The Nintendo conference promised to be one full of anticipation with all the Directs hinting at big things in the previous months. With all that it's had to live up to with every conference before it, Nintendo faced pressure to completely demolish expectations and leave jaws agape. For some, this was done remarkably, though at a certain price.
Nintendo's conferences have been known to be a little bizarre in the past, featuring puppet shows and executives duking it out in bombast. Last year their conference was more down to Earth and featured less on theatrics and more on games and what the future holds. This year's had a similar vibe, with only a few presenters being shown with the bare minimum of excitement. They allowed the games to exude the excitement.
It began with an action-packed and tone-setting trailer for a new game called Daemon x Machina, diving right into the spirit of video games that hold no spare words. It was wild, violent, and sported the sort of mecha-fighting that fans of the genre would drool over. It's an intriguing decision to feature a game very few were expecting, much less knew about, to start the conference. The focus would shift back to recognized Nintendo IPs with a trailer for a new DLC expansion to the recently-released Xenoblade Chronicles 2 called Torna – The Golden Country. It would be another intriguing decision to start off with a straightforward action game and follow it up with a more narrative-driven adventure packed with drama and character.

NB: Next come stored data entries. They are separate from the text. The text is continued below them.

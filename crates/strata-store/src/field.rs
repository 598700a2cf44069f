//! The [`Field`] wrapper: a named, type-erased, owned data buffer.

use std::any::Any;

use strata_core::{Element, ElementKind, InputFlag};

use crate::array::Array;
use crate::error::StoreError;

/// Object-safe view of a typed buffer.
///
/// The concrete type behind this trait is always `Typed<T>` for the `T`
/// recorded in the field's kind tag; every typed access checks the tag
/// before downcasting.
trait ErasedArray: Any + Send {
    fn kind(&self) -> ElementKind;
    fn shape(&self) -> &[usize];
    fn resize(&mut self, rows: usize);
    fn pack(&self, out: &mut Vec<u8>);
    fn unpack(&mut self, bytes: &[u8]) -> Result<(), StoreError>;
    fn has_default(&self) -> bool;
    fn apply_default(&mut self);
}

/// Typed storage slot: the buffer plus its optional default value.
struct Typed<T: Element> {
    default: Option<T>,
    array: Array<T>,
}

impl<T: Element> ErasedArray for Typed<T> {
    fn kind(&self) -> ElementKind {
        T::KIND
    }

    fn shape(&self) -> &[usize] {
        self.array.shape()
    }

    fn resize(&mut self, rows: usize) {
        let old_len = self.array.len();
        self.array.resize(rows);
        let new_len = self.array.len();
        if let Some(default) = &self.default {
            for slot in &mut self.array.values_mut()[old_len.min(new_len)..] {
                *slot = default.clone();
            }
        }
    }

    fn pack(&self, out: &mut Vec<u8>) {
        self.array.pack(out);
    }

    fn unpack(&mut self, bytes: &[u8]) -> Result<(), StoreError> {
        self.array.unpack(bytes)
    }

    fn has_default(&self) -> bool {
        self.default.is_some()
    }

    fn apply_default(&mut self) {
        if let Some(default) = self.default.clone() {
            self.array.fill(&default);
        }
    }
}

/// A named, type-erased data buffer with input metadata.
///
/// Fields are exclusively owned by one group and carry: the element-kind
/// tag fixed at creation, an input flag, a description, an optional
/// default value, and whether input supplied a value. The tag is checked
/// on every typed access — the buffer itself is opaque.
pub struct Field {
    name: String,
    description: String,
    flag: InputFlag,
    supplied: bool,
    /// Whether the owning group's entity count governs this buffer's first
    /// extent. Fixed-extent input arrays (e.g. a 3-component tensor read
    /// from the input document) opt out.
    sized_from_parent: bool,
    data: Box<dyn ErasedArray>,
}

impl Field {
    /// Create a scalar field of element type `T`.
    ///
    /// New fields start as `NoWrite` (not assignable from input) with no
    /// default and an empty description; registration sites configure the
    /// rest through the returned [`FieldRef`].
    pub fn new<T: Element>(name: &str) -> Self {
        Self {
            name: name.to_string(),
            description: String::new(),
            flag: InputFlag::NoWrite,
            supplied: false,
            sized_from_parent: true,
            data: Box::new(Typed::<T> {
                default: None,
                array: Array::new(),
            }),
        }
    }

    /// The field's name (unique among its group's fields).
    pub fn name(&self) -> &str {
        &self.name
    }

    /// The element-kind tag fixed at creation.
    pub fn kind(&self) -> ElementKind {
        self.data.kind()
    }

    /// The buffer's current shape (empty for scalars).
    pub fn shape(&self) -> &[usize] {
        self.data.shape()
    }

    /// The input flag.
    pub fn input_flag(&self) -> InputFlag {
        self.flag
    }

    /// The human-readable description.
    pub fn description(&self) -> &str {
        &self.description
    }

    /// Whether input assigned this field a value.
    pub fn was_supplied(&self) -> bool {
        self.supplied
    }

    /// Record that input assigned this field a value.
    ///
    /// Called by the input-processing collaborator (or the typed write
    /// helpers) so that input validation does not overwrite the value
    /// with a default.
    pub fn mark_supplied(&mut self) {
        self.supplied = true;
    }

    /// Typed read access to the buffer.
    ///
    /// Fails with [`StoreError::ElementKindMismatch`] when `T` does not
    /// match the stored kind tag.
    pub fn get<T: Element>(&self) -> Result<&Array<T>, StoreError> {
        self.check_kind::<T>()?;
        let typed = (self.data.as_ref() as &dyn Any)
            .downcast_ref::<Typed<T>>()
            .expect("kind tag matches the stored element type");
        Ok(&typed.array)
    }

    /// Typed write access to the buffer.
    ///
    /// Fails with [`StoreError::ElementKindMismatch`] when `T` does not
    /// match the stored kind tag.
    pub fn get_mut<T: Element>(&mut self) -> Result<&mut Array<T>, StoreError> {
        self.check_kind::<T>()?;
        let typed = (self.data.as_mut() as &mut dyn Any)
            .downcast_mut::<Typed<T>>()
            .expect("kind tag matches the stored element type");
        Ok(&mut typed.array)
    }

    /// Resize the buffer to `rows` entities.
    ///
    /// No-op for scalars and for fixed-extent fields; new rows take the
    /// field's default value when one is set, `T::default()` otherwise.
    pub fn resize(&mut self, rows: usize) {
        if self.sized_from_parent {
            self.data.resize(rows);
        }
    }

    /// Serialize the buffer (shape included) into `out`.
    pub fn pack(&self, out: &mut Vec<u8>) {
        self.data.pack(out);
    }

    /// Replace the buffer's shape and contents from a packed payload.
    ///
    /// The payload must have been produced by [`pack`](Field::pack) on a
    /// field of the same element kind; the caller checks the kind tag.
    pub fn unpack(&mut self, bytes: &[u8]) -> Result<(), StoreError> {
        self.data.unpack(bytes)
    }

    /// Apply input-validation rules for this field.
    ///
    /// `NoWrite` fields are skipped. An unsupplied field takes its default
    /// when one exists; a `Required` field with neither a supplied value
    /// nor a default fails with its full path.
    pub(crate) fn resolve_input(&mut self, owner_path: &str) -> Result<(), StoreError> {
        if self.flag == InputFlag::NoWrite || self.supplied {
            return Ok(());
        }
        if self.data.has_default() {
            self.data.apply_default();
            return Ok(());
        }
        if self.flag == InputFlag::Required {
            return Err(StoreError::MissingRequiredInput {
                path: format!("{owner_path}/{}", self.name),
            });
        }
        Ok(())
    }

    fn check_kind<T: Element>(&self) -> Result<(), StoreError> {
        if self.data.kind() != T::KIND {
            return Err(StoreError::ElementKindMismatch {
                field: self.name.clone(),
                requested: T::KIND,
                stored: self.data.kind(),
            });
        }
        Ok(())
    }

    fn typed_mut<T: Element>(&mut self) -> &mut Typed<T> {
        (self.data.as_mut() as &mut dyn Any)
            .downcast_mut::<Typed<T>>()
            .expect("FieldRef is only constructed for the registered element type")
    }
}

/// Typed configuration handle returned by field registration.
///
/// Builder-style setters consume and return the handle so registration
/// reads as one chain:
///
/// ```
/// use strata_core::InputFlag;
/// use strata_store::Group;
///
/// let mut group = Group::new("region");
/// group
///     .register_field::<f64>("porosity")?
///     .set_default(0.3)
///     .set_input_flag(InputFlag::Optional)
///     .set_description("Reference porosity of the region");
/// # Ok::<(), strata_store::StoreError>(())
/// ```
pub struct FieldRef<'a, T: Element> {
    field: &'a mut Field,
    _marker: std::marker::PhantomData<T>,
}

impl<'a, T: Element> FieldRef<'a, T> {
    /// Wrap a field whose kind tag is already known to match `T`.
    pub(crate) fn new(field: &'a mut Field) -> Self {
        Self {
            field,
            _marker: std::marker::PhantomData,
        }
    }

    /// Record the default value substituted for unsupplied input.
    ///
    /// Metadata only: the buffer's current contents are untouched until
    /// input processing (or a growing resize) applies the default.
    pub fn set_default(self, value: T) -> Self {
        self.field.typed_mut::<T>().default = Some(value);
        self
    }

    /// Set the input flag.
    pub fn set_input_flag(self, flag: InputFlag) -> Self {
        self.field.flag = flag;
        self
    }

    /// Set the human-readable description.
    pub fn set_description(self, text: &str) -> Self {
        self.field.description = text.to_string();
        self
    }

    /// Declare a per-entity layout: one value per entity, sized by the
    /// owning group's resize. Discards current contents.
    pub fn set_per_entity(self) -> Self {
        self.field.typed_mut::<T>().array = Array::per_entity();
        self.field.sized_from_parent = true;
        self
    }

    /// Declare a per-entity layout with `components` values per entity.
    /// Discards current contents.
    pub fn set_components(self, components: usize) -> Self {
        self.field.typed_mut::<T>().array = Array::with_components(components);
        self.field.sized_from_parent = true;
        self
    }

    /// Declare a fixed 1-D layout of `extent` values, decoupled from the
    /// owning group's entity count (e.g. a tensor read from input).
    /// Discards current contents.
    pub fn set_extent(self, extent: usize) -> Self {
        let mut array = Array::per_entity();
        array.resize(extent);
        self.field.typed_mut::<T>().array = array;
        self.field.sized_from_parent = false;
        self
    }

    /// Assign the scalar value and mark the field as supplied by input.
    pub fn assign(self, value: T) -> Self {
        self.field.typed_mut::<T>().array.set_value(value);
        self.field.supplied = true;
        self
    }

    /// Assign 1-D contents and mark the field as supplied by input.
    ///
    /// The buffer takes shape `[values.len()]`; fixed-extent fields are
    /// length-validated afterwards by their owner's post-input hook.
    pub fn assign_slice(self, values: &[T]) -> Self {
        let typed = self.field.typed_mut::<T>();
        let mut array = Array::per_entity();
        array.resize(values.len());
        array.values_mut().clone_from_slice(values);
        typed.array = array;
        self.field.supplied = true;
        self
    }

    /// Read access to the typed buffer.
    pub fn array(&self) -> &Array<T> {
        &(self.field.data.as_ref() as &dyn Any)
            .downcast_ref::<Typed<T>>()
            .expect("FieldRef is only constructed for the registered element type")
            .array
    }

    /// Write access to the typed buffer.
    pub fn array_mut(&mut self) -> &mut Array<T> {
        &mut self.field.typed_mut::<T>().array
    }

    /// The wrapped field.
    pub fn field(&self) -> &Field {
        self.field
    }
}

#[cfg(test)]
mod tests {
    use super::*;

    #[test]
    fn kind_tag_guards_access() {
        let field = Field::new::<f64>("pressure");
        assert_eq!(field.kind(), ElementKind::F64);
        assert!(field.get::<f64>().is_ok());
        match field.get::<i32>() {
            Err(StoreError::ElementKindMismatch {
                field,
                requested,
                stored,
            }) => {
                assert_eq!(field, "pressure");
                assert_eq!(requested, ElementKind::I32);
                assert_eq!(stored, ElementKind::F64);
            }
            other => panic!("expected ElementKindMismatch, got {other:?}"),
        }
    }

    #[test]
    fn builder_chain_records_metadata() {
        let mut field = Field::new::<f64>("porosity");
        FieldRef::<f64>::new(&mut field)
            .set_default(0.3)
            .set_input_flag(InputFlag::Optional)
            .set_description("Reference porosity");
        assert_eq!(field.input_flag(), InputFlag::Optional);
        assert_eq!(field.description(), "Reference porosity");
        // Metadata only: the buffer still holds the element default.
        assert_eq!(*field.get::<f64>().unwrap().value(), 0.0);
    }

    #[test]
    fn resolve_applies_default_when_unsupplied() {
        let mut field = Field::new::<f64>("porosity");
        FieldRef::<f64>::new(&mut field)
            .set_default(1.0)
            .set_input_flag(InputFlag::Optional);
        field.resolve_input("/problem/regionA").unwrap();
        assert_eq!(*field.get::<f64>().unwrap().value(), 1.0);
    }

    #[test]
    fn resolve_keeps_supplied_value() {
        let mut field = Field::new::<f64>("porosity");
        FieldRef::<f64>::new(&mut field)
            .set_default(1.0)
            .set_input_flag(InputFlag::Optional)
            .assign(0.25);
        field.resolve_input("/problem/regionA").unwrap();
        assert_eq!(*field.get::<f64>().unwrap().value(), 0.25);
    }

    #[test]
    fn resolve_fails_for_unset_required_without_default() {
        let mut field = Field::new::<f64>("density");
        FieldRef::<f64>::new(&mut field).set_input_flag(InputFlag::Required);
        match field.resolve_input("/problem/regionA") {
            Err(StoreError::MissingRequiredInput { path }) => {
                assert_eq!(path, "/problem/regionA/density");
            }
            other => panic!("expected MissingRequiredInput, got {other:?}"),
        }
    }

    #[test]
    fn resolve_accepts_required_with_default() {
        let mut field = Field::new::<f64>("density");
        FieldRef::<f64>::new(&mut field)
            .set_default(2700.0)
            .set_input_flag(InputFlag::Required);
        field.resolve_input("/problem").unwrap();
        assert_eq!(*field.get::<f64>().unwrap().value(), 2700.0);
    }

    #[test]
    fn resolve_skips_no_write_fields() {
        let mut field = Field::new::<f64>("internalState");
        // NoWrite is the default flag; required-style absence must not error.
        field.resolve_input("/problem").unwrap();
    }

    #[test]
    fn resize_fills_new_rows_with_field_default() {
        let mut field = Field::new::<f64>("saturation");
        FieldRef::<f64>::new(&mut field)
            .set_per_entity()
            .set_default(1.0);
        field.resize(3);
        assert_eq!(field.get::<f64>().unwrap().values(), &[1.0, 1.0, 1.0]);
    }

    #[test]
    fn fixed_extent_ignores_owner_resize() {
        let mut field = Field::new::<f64>("components");
        FieldRef::<f64>::new(&mut field)
            .set_extent(3)
            .assign_slice(&[1.0, 2.0, 3.0]);
        field.resize(100);
        assert_eq!(field.get::<f64>().unwrap().values(), &[1.0, 2.0, 3.0]);
    }

    #[test]
    fn pack_unpack_roundtrip_through_erased_interface() {
        let mut field = Field::new::<i64>("ids");
        FieldRef::<i64>::new(&mut field).set_per_entity();
        field.resize(4);
        field
            .get_mut::<i64>()
            .unwrap()
            .values_mut()
            .copy_from_slice(&[10, 20, 30, 40]);

        let mut buf = Vec::new();
        field.pack(&mut buf);

        let mut fresh = Field::new::<i64>("ids");
        fresh.unpack(&buf).unwrap();
        assert_eq!(fresh.get::<i64>().unwrap().values(), &[10, 20, 30, 40]);
        assert_eq!(fresh.shape(), &[4]);
    }
}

Reggie Fils-Aimé makes his first appearance by recapping information provided by a news conference a couple weeks prior about Pokémon Let's Go Eevee and Pikachu editions while announcing that every Pokéball Plus, a tie-in gadget with the game, comes with a free Mew pokémon. Following this was a trailer for a new Mario Party game titled Super Mario Party (available October 5th), a trailer for the Switch-bound Fire Emblem promised last year called Fire Emblem: Three Houses (available Spring of 2019), and a quick announcement about Fortnite becoming available for the Switch today! A collection of indie titles were promoted as well as a release date for Octopath Traveler (July 13th) and a giant collection of incoming titles including Mario Tennis Aces, Mega Man 11, Wolfenstein II, and more.
But the star of the show, taking up nearly half of the entire presentation, was the reveal of the newly-dubbed Super Smash Bros. Ultimate, featuring a number of juicy details that are sure to make Nintendo fans melt into their seats. First of all, every character ever cast in a game in its history is available to play. Snake, Wolf, Ice Climbers, Young Link; they are all here. Everyone is here! New characters were also presented in the already announced Inkling, Daisy, and the long-awaited Ridley from the Metroid franchise. Further insight into the changes presented in the game was documented for basically every character, whether in terms of fighting style, appearance, or otherwise. For fans of Smash Bros. everywhere, this likely won the entire conference in their minds.
However, with all the excitement around Super Smash Bros. Ultimate, what became very apparent was what wasn't shown during the conference, including more info on the Switch's virtual console, Metroid Prime 4, the untitled Yoshi game, or the untitled core Pokémon title coming next year. This large gap looms large for those wishing to have a more diverse experience of Nintendo first-party announcements and teasers. While the number of games announced for the Switch, whether previously known or not, was fairly expansive, many didn't come close to the excitement that something such as Smash Bros. commands just from the title. To some degree, it almost feels as though Super Smash Bros. Ultimate was the thing they wanted to showcase and everything else was a side attraction. E3 is a place to lay everything on the table, and I don't think Nintendo did a great job of doing that. For those excited about Super Smash Bros. Ultimate, your desires have likely been satiated. To all others, hopefully, you enjoy less-recognized franchises getting the spotlight. Many games were included, but very few had that "wow factor."